A NULL pointer dereference flaw was found in the Pidgin MSN
DirectConnect protocol implementation, by processing certain
P2P messages. A remote, authenticated user could use this flaw
to cause denial of service (Pidgin crash).
Red Hat would like to thank the Pidgin project for reporting this issue.
Upstream acknowledges Stu Tomlinson as the original reporter.
This issue did NOT affect the versions of the Pidgin package, as shipped
with Red Hat Enterprise Linux 4, 5, or 6.
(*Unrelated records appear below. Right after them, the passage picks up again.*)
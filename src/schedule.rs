//! Business-hours schedule model.
//!
//! Each site has up to seven weekday slots (Monday first), each holding the
//! local wall-clock intervals during which uptime and downtime count. Sites
//! or weekdays without configuration are open all day.

use std::collections::HashMap;

use chrono::{NaiveTime, TimeDelta, Weekday};

use crate::error::DataError;
use crate::model::BusinessHoursRecord;

/// A wall-clock interval within one local day.
#[derive(Debug, Clone, Copy, PartialEq, Eq)]
pub struct LocalInterval {
    pub start: NaiveTime,
    pub end: NaiveTime,
}

impl LocalInterval {
    pub fn new(start: NaiveTime, end: NaiveTime) -> Self {
        Self { start, end }
    }

    /// `[00:00:00, 23:59:59.999999]`.
    pub fn all_day() -> Self {
        // Subtraction wraps around midnight.
        Self {
            start: NaiveTime::MIN,
            end: NaiveTime::MIN - TimeDelta::microseconds(1),
        }
    }
}

/// Business hours for every configured site.
#[derive(Debug, Clone)]
pub struct BusinessHours {
    sites: HashMap<String, [Vec<LocalInterval>; 7]>,
    all_day: [LocalInterval; 1],
}

impl Default for BusinessHours {
    fn default() -> Self {
        Self::new()
    }
}

impl BusinessHours {
    /// An empty schedule: every site is open all day.
    pub fn new() -> Self {
        Self {
            sites: HashMap::new(),
            all_day: [LocalInterval::all_day()],
        }
    }

    /// Build a schedule from stored rows.
    ///
    /// Malformed rows are returned alongside the schedule and otherwise ignored.
    pub fn from_records(records: &[BusinessHoursRecord]) -> (Self, Vec<DataError>) {
        let mut hours = Self::new();
        let mut errors = Vec::new();

        for record in records {
            match parse_record(record) {
                Ok((weekday, interval)) => hours.insert(&record.site_id, weekday, interval),
                Err(e) => errors.push(e),
            }
        }

        (hours, errors)
    }

    /// Add an open interval for a site on a weekday.
    pub fn insert(&mut self, site_id: &str, weekday: Weekday, interval: LocalInterval) {
        let days = self
            .sites
            .entry(site_id.to_string())
            .or_insert_with(|| std::array::from_fn(|_| Vec::new()));
        days[weekday.num_days_from_monday() as usize].push(interval);
    }

    /// Open intervals for a site on a weekday, in insertion order.
    ///
    /// Falls back to a single all-day interval when nothing is configured.
    /// Overlapping intervals are returned as given.
    pub fn intervals_for(&self, site_id: &str, weekday: Weekday) -> &[LocalInterval] {
        match self.sites.get(site_id) {
            Some(days) if !days[weekday.num_days_from_monday() as usize].is_empty() => {
                &days[weekday.num_days_from_monday() as usize]
            }
            _ => &self.all_day,
        }
    }

    /// Number of sites with at least one configured interval.
    pub fn configured_sites(&self) -> usize {
        self.sites.len()
    }
}

fn parse_record(record: &BusinessHoursRecord) -> Result<(Weekday, LocalInterval), DataError> {
    let malformed = |reason: String| DataError::MalformedBusinessHours {
        site_id: record.site_id.clone(),
        reason,
    };

    let weekday = u8::try_from(record.day_of_week)
        .ok()
        .and_then(|d| Weekday::try_from(d).ok())
        .ok_or_else(|| malformed(format!("weekday {} out of range", record.day_of_week)))?;

    let start = parse_local_time(&record.start_time_local)
        .ok_or_else(|| malformed(format!("bad start time '{}'", record.start_time_local)))?;
    let end = parse_local_time(&record.end_time_local)
        .ok_or_else(|| malformed(format!("bad end time '{}'", record.end_time_local)))?;

    Ok((weekday, LocalInterval::new(start, end)))
}

fn parse_local_time(value: &str) -> Option<NaiveTime> {
    let value = value.trim();
    NaiveTime::parse_from_str(value, "%H:%M:%S%.f")
        .or_else(|_| NaiveTime::parse_from_str(value, "%H:%M"))
        .ok()
}
//! Report artifact store and signed retrieval links.
//!
//! A finished report is written once under its job id. Clients never read
//! the store directly: they get a link that carries an expiry timestamp and
//! an HMAC-SHA256 signature over `"<key>:<expires>"`, which the download
//! endpoint checks before serving the body.

use async_trait::async_trait;
use chrono::{DateTime, TimeDelta, TimeZone, Utc};
use hmac::{Hmac, Mac};
use sha2::Sha256;
use sqlx::Row;
use sqlx::sqlite::SqlitePool;

use crate::error::ArtifactError;

type HmacSha256 = Hmac<Sha256>;

/// A stored report.
#[derive(Debug, Clone, PartialEq, Eq)]
pub struct Artifact {
    pub key: String,
    pub content_type: String,
    pub body: Vec<u8>,
    pub created_at: DateTime<Utc>,
}

/// Durable, write-once storage for report payloads.
#[async_trait]
pub trait ArtifactStore: Send + Sync {
    /// Whether an artifact exists under `key`.
    async fn exists(&self, key: &str) -> Result<bool, ArtifactError>;

    /// Store `body` under `key`. Fails if the key is taken.
    async fn put(&self, key: &str, content_type: &str, body: Vec<u8>) -> Result<(), ArtifactError>;

    /// Load the artifact under `key`.
    async fn get(&self, key: &str) -> Result<Artifact, ArtifactError>;
}

/// Artifact store backed by a SQLite table.
#[derive(Clone)]
pub struct SqliteArtifactStore {
    pool: SqlitePool,
}

impl SqliteArtifactStore {
    /// Wrap a pool and create the artifact table if needed.
    pub async fn new(pool: SqlitePool) -> Result<Self, ArtifactError> {
        sqlx::query(
            r#"
            CREATE TABLE IF NOT EXISTS report_artifacts (
                key TEXT PRIMARY KEY,
                content_type TEXT NOT NULL,
                body BLOB NOT NULL,
                created_at INTEGER NOT NULL
            )
            "#,
        )
        .execute(&pool)
        .await?;

        Ok(Self { pool })
    }
}

#[async_trait]
impl ArtifactStore for SqliteArtifactStore {
    async fn exists(&self, key: &str) -> Result<bool, ArtifactError> {
        let row = sqlx::query(
            r#"
            SELECT COUNT(*) as n FROM report_artifacts WHERE key = ?
            "#,
        )
        .bind(key)
        .fetch_one(&self.pool)
        .await?;

        let n: i64 = row.get("n");
        Ok(n > 0)
    }

    async fn put(&self, key: &str, content_type: &str, body: Vec<u8>) -> Result<(), ArtifactError> {
        let result = sqlx::query(
            r#"
            INSERT INTO report_artifacts (key, content_type, body, created_at)
            VALUES (?, ?, ?, ?)
            "#,
        )
        .bind(key)
        .bind(content_type)
        .bind(body)
        .bind(Utc::now().timestamp())
        .execute(&self.pool)
        .await;

        match result {
            Ok(_) => Ok(()),
            Err(sqlx::Error::Database(db)) if db.is_unique_violation() => {
                Err(ArtifactError::AlreadyExists(key.to_string()))
            }
            Err(e) => Err(e.into()),
        }
    }

    async fn get(&self, key: &str) -> Result<Artifact, ArtifactError> {
        let row = sqlx::query(
            r#"
            SELECT key, content_type, body, created_at
            FROM report_artifacts
            WHERE key = ?
            "#,
        )
        .bind(key)
        .fetch_optional(&self.pool)
        .await?
        .ok_or_else(|| ArtifactError::NotFound(key.to_string()))?;

        let created_at: i64 = row.get("created_at");
        Ok(Artifact {
            key: row.get("key"),
            content_type: row.get("content_type"),
            body: row.get("body"),
            created_at: Utc.timestamp_opt(created_at, 0).single().unwrap_or_default(),
        })
    }
}

/// Issues and checks time-limited retrieval links.
#[derive(Clone)]
pub struct LinkSigner {
    secret: Vec<u8>,
    public_url: String,
    ttl: TimeDelta,
}

impl LinkSigner {
    pub fn new(secret: impl Into<Vec<u8>>, public_url: &str, ttl: TimeDelta) -> Self {
        Self {
            secret: secret.into(),
            public_url: public_url.trim_end_matches('/').to_string(),
            ttl,
        }
    }

    /// A link to the artifact under `key`, valid until `now + ttl`.
    pub fn sign(&self, key: &str, now: DateTime<Utc>) -> String {
        let expires = (now + self.ttl).timestamp();
        format!(
            "{}/reports/{}/download?expires={}&signature={}",
            self.public_url,
            urlencoding::encode(key),
            expires,
            self.signature(key, expires)
        )
    }

    /// Check a link's signature and expiry.
    pub fn verify(&self, key: &str, expires: i64, signature: &str, now: DateTime<Utc>) -> bool {
        if now.timestamp() > expires {
            return false;
        }

        let Ok(expected) = hex::decode(signature) else {
            return false;
        };

        let mut mac = self.mac();
        mac.update(signed_payload(key, expires).as_bytes());
        mac.verify_slice(&expected).is_ok()
    }

    fn signature(&self, key: &str, expires: i64) -> String {
        let mut mac = self.mac();
        mac.update(signed_payload(key, expires).as_bytes());
        hex::encode(mac.finalize().into_bytes())
    }

    fn mac(&self) -> HmacSha256 {
        HmacSha256::new_from_slice(&self.secret).expect("HMAC can take key of any size")
    }
}

fn signed_payload(key: &str, expires: i64) -> String {
    format!("{key}:{expires}")
}
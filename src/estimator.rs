//! Uptime/downtime estimation.
//!
//! Polls are sparse, so the status seen at one poll is carried forward until
//! the next poll. For every consecutive pair of observations the elapsed time
//! is clipped to the trailing window and to the business hours of the later
//! observation's local day, then credited to uptime (earlier poll active) or
//! downtime (earlier poll inactive). Time before the first poll and after the
//! last poll is not attributed.
//!
//! Results are expressed in each window's unit (minutes for the last hour,
//! hours for the last day and week) and capped at the window's capacity.

use std::collections::BTreeMap;

use chrono::{
    DateTime, Datelike, LocalResult, NaiveDate, NaiveDateTime, Offset, TimeDelta, TimeZone, Utc,
};
use chrono_tz::Tz;

use crate::model::{SiteMetrics, Window, WindowTotals};
use crate::normalize::SiteObservations;
use crate::schedule::{BusinessHours, LocalInterval};

/// Estimate metrics for every site, ordered by site id.
///
/// `now` is fixed for the whole run so all sites share the same windows.
pub fn estimate(
    sites: &BTreeMap<String, SiteObservations>,
    hours: &BusinessHours,
    now: DateTime<Utc>,
) -> Vec<SiteMetrics> {
    sites
        .values()
        .map(|site| estimate_site(site, hours, now))
        .collect()
}

/// Estimate metrics for one site.
pub fn estimate_site(
    site: &SiteObservations,
    hours: &BusinessHours,
    now: DateTime<Utc>,
) -> SiteMetrics {
    let tz = site.timezone;
    let now_local = now.with_timezone(&tz);
    let window_starts: Vec<(Window, DateTime<Tz>)> = Window::ALL
        .iter()
        .map(|&w| (w, (now - w.duration()).with_timezone(&tz)))
        .collect();

    let mut uptime = WindowTotals::default();
    let mut downtime = WindowTotals::default();

    for pair in site.observations.windows(2) {
        let (prev, curr) = (&pair[0], &pair[1]);

        let business = business_intervals_on(
            tz,
            curr.local_timestamp.date_naive(),
            hours.intervals_for(&site.site_id, curr.local_timestamp.weekday()),
        );

        for &(window, window_start) in &window_starts {
            let segment_start = prev.local_timestamp.max(window_start);
            let segment_end = curr.local_timestamp.min(now_local);
            if segment_end <= segment_start {
                continue;
            }

            let covered = overlap(segment_start, segment_end, &business);
            let increment = as_seconds(covered) / as_seconds(window.unit());

            if prev.active {
                uptime.add(window, increment);
            } else {
                downtime.add(window, increment);
            }
        }
    }

    SiteMetrics {
        site_id: site.site_id.clone(),
        uptime: uptime.capped(),
        downtime: downtime.capped(),
    }
}

/// Summed overlap of `[start, end]` with each interval.
///
/// Intervals are not merged: overlapping intervals count twice.
pub fn overlap(
    start: DateTime<Tz>,
    end: DateTime<Tz>,
    intervals: &[(DateTime<Tz>, DateTime<Tz>)],
) -> TimeDelta {
    intervals
        .iter()
        .map(|&(open, close)| {
            let covered = end.min(close) - start.max(open);
            covered.max(TimeDelta::zero())
        })
        .fold(TimeDelta::zero(), |acc, d| acc + d)
}

/// Pin wall-clock business intervals to concrete instants on a local date.
pub fn business_intervals_on(
    tz: Tz,
    date: NaiveDate,
    intervals: &[LocalInterval],
) -> Vec<(DateTime<Tz>, DateTime<Tz>)> {
    intervals
        .iter()
        .map(|iv| {
            (
                resolve_local(tz, date.and_time(iv.start), Edge::Start),
                resolve_local(tz, date.and_time(iv.end), Edge::End),
            )
        })
        .collect()
}

#[derive(Clone, Copy)]
enum Edge {
    Start,
    End,
}

/// Map a local wall-clock time to an instant.
///
/// Repeated times (fall back) resolve to the earlier instant for interval
/// starts and the later one for interval ends. Skipped times (spring
/// forward) use the offset in force before the transition.
fn resolve_local(tz: Tz, naive: NaiveDateTime, edge: Edge) -> DateTime<Tz> {
    match tz.from_local_datetime(&naive) {
        LocalResult::Single(dt) => dt,
        LocalResult::Ambiguous(earliest, latest) => match edge {
            Edge::Start => earliest,
            Edge::End => latest,
        },
        LocalResult::None => {
            let before = tz
                .offset_from_utc_datetime(&(naive - TimeDelta::days(1)))
                .fix();
            let utc = naive - TimeDelta::seconds(i64::from(before.local_minus_utc()));
            tz.from_utc_datetime(&utc)
        }
    }
}

fn as_seconds(d: TimeDelta) -> f64 {
    d.num_seconds() as f64 + f64::from(d.subsec_nanos()) / 1e9
}
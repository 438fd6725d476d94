//! Data models for Sitepulse.
//!
//! Raw rows come out of [`crate::storage`] as text records ([`PollRecord`],
//! [`BusinessHoursRecord`]) and are parsed into typed values here. Parsing
//! failures are [`DataError`]s: they cost one row, never the whole report.

use chrono::{DateTime, NaiveDateTime, TimeDelta, Utc};
use chrono_tz::Tz;
use serde::{Deserialize, Serialize};

use crate::error::DataError;

/// Text format of poll timestamps in the data source.
pub const POLL_TIMESTAMP_FORMAT: &str = "%Y-%m-%d %H:%M:%S%.6f UTC";

/// A poll row exactly as stored.
#[derive(Debug, Clone, PartialEq, Eq)]
pub struct PollRecord {
    pub site_id: String,
    pub status: String,
    pub timestamp_utc: String,
}

/// A business-hours row exactly as stored.
#[derive(Debug, Clone, PartialEq, Eq)]
pub struct BusinessHoursRecord {
    pub site_id: String,
    /// 0 = Monday .. 6 = Sunday.
    pub day_of_week: i64,
    pub start_time_local: String,
    pub end_time_local: String,
}

/// A single timestamped observation of a site's status.
#[derive(Debug, Clone, PartialEq, Eq)]
pub struct Poll {
    pub site_id: String,
    pub active: bool,
    pub timestamp_utc: DateTime<Utc>,
}

impl Poll {
    pub fn new(site_id: impl Into<String>, active: bool, timestamp_utc: DateTime<Utc>) -> Self {
        Self {
            site_id: site_id.into(),
            active,
            timestamp_utc,
        }
    }

    /// Parse a stored row into a typed poll.
    pub fn from_record(record: &PollRecord) -> Result<Self, DataError> {
        let active = parse_status(&record.status).ok_or_else(|| DataError::UnknownStatus {
            site_id: record.site_id.clone(),
            value: record.status.clone(),
        })?;

        let timestamp_utc = parse_utc_timestamp(&record.timestamp_utc).ok_or_else(|| {
            DataError::MalformedTimestamp {
                site_id: record.site_id.clone(),
                value: record.timestamp_utc.clone(),
            }
        })?;

        Ok(Self {
            site_id: record.site_id.clone(),
            active,
            timestamp_utc,
        })
    }

    /// Render this poll in the stored text form.
    pub fn to_record(&self) -> PollRecord {
        PollRecord {
            site_id: self.site_id.clone(),
            status: if self.active { "active" } else { "inactive" }.to_string(),
            timestamp_utc: self.timestamp_utc.format(POLL_TIMESTAMP_FORMAT).to_string(),
        }
    }
}

fn parse_status(value: &str) -> Option<bool> {
    match value.trim().to_ascii_lowercase().as_str() {
        "active" => Some(true),
        "inactive" => Some(false),
        _ => None,
    }
}

/// Parse a UTC timestamp as found in the data source.
///
/// Accepts `2023-01-25 18:13:22.479220 UTC` (fraction and suffix optional)
/// as well as RFC 3339.
pub fn parse_utc_timestamp(value: &str) -> Option<DateTime<Utc>> {
    let trimmed = value.trim();

    if let Ok(dt) = DateTime::parse_from_rfc3339(trimmed) {
        return Some(dt.with_timezone(&Utc));
    }

    let naive = trimmed
        .strip_suffix("UTC")
        .map(str::trim_end)
        .unwrap_or(trimmed);

    NaiveDateTime::parse_from_str(naive, "%Y-%m-%d %H:%M:%S%.f")
        .ok()
        .map(|n| n.and_utc())
}

/// A poll projected into its site's local civil time.
#[derive(Debug, Clone, PartialEq, Eq)]
pub struct LocalizedObservation {
    pub site_id: String,
    pub active: bool,
    pub local_timestamp: DateTime<Tz>,
}

/// One of the three trailing measurement periods.
#[derive(Debug, Clone, Copy, PartialEq, Eq, Hash)]
pub enum Window {
    Hour,
    Day,
    Week,
}

impl Window {
    pub const ALL: [Window; 3] = [Window::Hour, Window::Day, Window::Week];

    /// How far back the window reaches from "now".
    pub fn duration(self) -> TimeDelta {
        match self {
            Window::Hour => TimeDelta::hours(1),
            Window::Day => TimeDelta::days(1),
            Window::Week => TimeDelta::weeks(1),
        }
    }

    /// The unit results are reported in: minutes for the hour window,
    /// hours for day and week.
    pub fn unit(self) -> TimeDelta {
        match self {
            Window::Hour => TimeDelta::minutes(1),
            Window::Day | Window::Week => TimeDelta::hours(1),
        }
    }

    /// Window duration expressed in its own unit. Also the saturation
    /// ceiling for uptime and downtime.
    pub fn capacity(self) -> f64 {
        match self {
            Window::Hour => 60.0,
            Window::Day => 24.0,
            Window::Week => 168.0,
        }
    }
}

/// One value per window.
#[derive(Debug, Clone, Copy, Default, PartialEq)]
pub struct WindowTotals {
    pub hour: f64,
    pub day: f64,
    pub week: f64,
}

impl WindowTotals {
    pub fn get(&self, window: Window) -> f64 {
        match window {
            Window::Hour => self.hour,
            Window::Day => self.day,
            Window::Week => self.week,
        }
    }

    pub fn add(&mut self, window: Window, amount: f64) {
        match window {
            Window::Hour => self.hour += amount,
            Window::Day => self.day += amount,
            Window::Week => self.week += amount,
        }
    }

    /// Clamp every value into `[0, capacity]` of its window.
    pub fn capped(self) -> Self {
        let cap = |w: Window, v: f64| v.clamp(0.0, w.capacity());
        Self {
            hour: cap(Window::Hour, self.hour),
            day: cap(Window::Day, self.day),
            week: cap(Window::Week, self.week),
        }
    }
}

/// The report row for one site.
#[derive(Debug, Clone, PartialEq)]
pub struct SiteMetrics {
    pub site_id: String,
    pub uptime: WindowTotals,
    pub downtime: WindowTotals,
}

/// Externally visible state of a report job.
#[derive(Debug, Clone, PartialEq, Eq, Serialize)]
#[serde(tag = "status", rename_all = "UPPERCASE")]
pub enum ReportStatus {
    Running,
    Complete { url: String },
    Failed { error: String },
}

/// Response for GET /trigger_report.
#[derive(Debug, Clone, Serialize, Deserialize)]
pub struct TriggerResponse {
    pub job_id: String,
}

/// Request body for POST /get_report.
#[derive(Debug, Clone, Deserialize)]
pub struct ReportRequest {
    #[serde(alias = "report_id")]
    pub job_id: String,
}

/// Query parameters of a signed retrieval link.
#[derive(Debug, Deserialize)]
pub struct DownloadQuery {
    pub expires: i64,
    pub signature: String,
}
//! HTTP API handlers for Sitepulse.
//!
//! - **GET /trigger_report**: starts a report job and returns its id at once.
//! - **POST /get_report**: reports `RUNNING`, `COMPLETE` (with a signed link)
//!   or `FAILED` for a job id. Unknown ids read as `RUNNING`.
//! - **GET /reports/:job_id/download**: serves a finished report to holders of
//!   a valid, unexpired link.
//! - **GET /health**: liveness.

use axum::{
    Json, Router,
    extract::{Path, Query, State},
    http::{StatusCode, header},
    response::{IntoResponse, Response},
    routing::{get, post},
};
use chrono::Utc;
use tower_http::trace::TraceLayer;
use tracing::{info, instrument, warn};

use crate::error::ArtifactError;
use crate::jobs::ReportJobs;
use crate::model::{DownloadQuery, ReportRequest, ReportStatus, TriggerResponse};

/// Application state shared across handlers.
#[derive(Clone)]
pub struct AppState {
    pub jobs: ReportJobs,
}

/// All routes with request tracing.
pub fn router(state: AppState) -> Router {
    Router::new()
        .route("/trigger_report", get(trigger_report))
        .route("/get_report", post(get_report))
        .route("/reports/:job_id/download", get(download_report))
        .route("/health", get(health_check))
        .layer(TraceLayer::new_for_http())
        .with_state(state)
}

/// GET /trigger_report - Start a report job.
///
/// # Response
///
/// ```json
/// { "job_id": "2f6c0c1e-8a43-4a43-9d53-5d5b8a1b4f0e" }
/// ```
///
/// Always succeeds; the pipeline runs in the background.
#[instrument(skip(state))]
pub async fn trigger_report(State(state): State<AppState>) -> Json<TriggerResponse> {
    let job_id = state.jobs.trigger();
    Json(TriggerResponse { job_id })
}

/// POST /get_report - Check whether a report is ready.
///
/// # Request Body
///
/// ```json
/// { "job_id": "2f6c0c1e-8a43-4a43-9d53-5d5b8a1b4f0e" }
/// ```
///
/// `report_id` is accepted in place of `job_id`.
///
/// # Response
///
/// ```json
/// { "status": "COMPLETE", "url": "http://localhost:3000/reports/.../download?expires=...&signature=..." }
/// ```
///
/// or `{ "status": "RUNNING" }`, or `{ "status": "FAILED", "error": "..." }`.
#[instrument(skip_all, fields(job_id))]
pub async fn get_report(
    State(state): State<AppState>,
    Json(request): Json<ReportRequest>,
) -> Json<ReportStatus> {
    tracing::Span::current().record("job_id", request.job_id.as_str());

    let status = state.jobs.status(&request.job_id).await;

    match &status {
        ReportStatus::Running => info!("Report still running"),
        ReportStatus::Complete { .. } => info!("Report ready"),
        ReportStatus::Failed { error } => warn!(error = %error, "Report failed"),
    }

    Json(status)
}

/// GET /reports/:job_id/download - Fetch a report through a signed link.
///
/// # Query Parameters
///
/// - `expires`: Unix timestamp after which the link is refused
/// - `signature`: hex HMAC issued with the link
///
/// Returns the CSV body, `403` for a bad or expired link, `404` if the
/// report does not exist.
#[instrument(skip(state, query))]
pub async fn download_report(
    State(state): State<AppState>,
    Path(job_id): Path<String>,
    Query(query): Query<DownloadQuery>,
) -> Result<Response, StatusCode> {
    let signer = state.jobs.signer();
    if !signer.verify(&job_id, query.expires, &query.signature, Utc::now()) {
        warn!(job_id = %job_id, "Rejected report link");
        return Err(StatusCode::FORBIDDEN);
    }

    match state.jobs.artifacts().get(&job_id).await {
        Ok(artifact) => {
            info!(job_id = %job_id, bytes = artifact.body.len(), "Report downloaded");
            Ok(([(header::CONTENT_TYPE, artifact.content_type)], artifact.body).into_response())
        }
        Err(ArtifactError::NotFound(_)) => Err(StatusCode::NOT_FOUND),
        Err(e) => {
            warn!(job_id = %job_id, error = %e, "Failed to load report");
            Err(StatusCode::INTERNAL_SERVER_ERROR)
        }
    }
}

/// GET /health - Simple health check endpoint.
pub async fn health_check() -> impl IntoResponse {
    StatusCode::OK
}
This issue affects the versions of the Pidgin package, as shipped with
Fedora release of 13 and 14.
Created pidgin tracking bugs for this issue
Affects: fedora-all [bug 665856]
This issue did not affect the versions of pidgin package as shipped with
Red Hat Enterprise Linux 4, 5, and 6 as this issue is specific to versions
of libpurple from 2.7.6 up to 2.7.8.
This has been assigned CVE-2010-4528
This was fixed in Fedora via pidgin-2.7.9-1.fc13 / fc14 / fc15:
* Mon Dec 27 2010 Stu Tomlinson <stu@...> 2.7.9-1
- 2.7.9, includes security/DoS fix in the MSN protocol (#665856)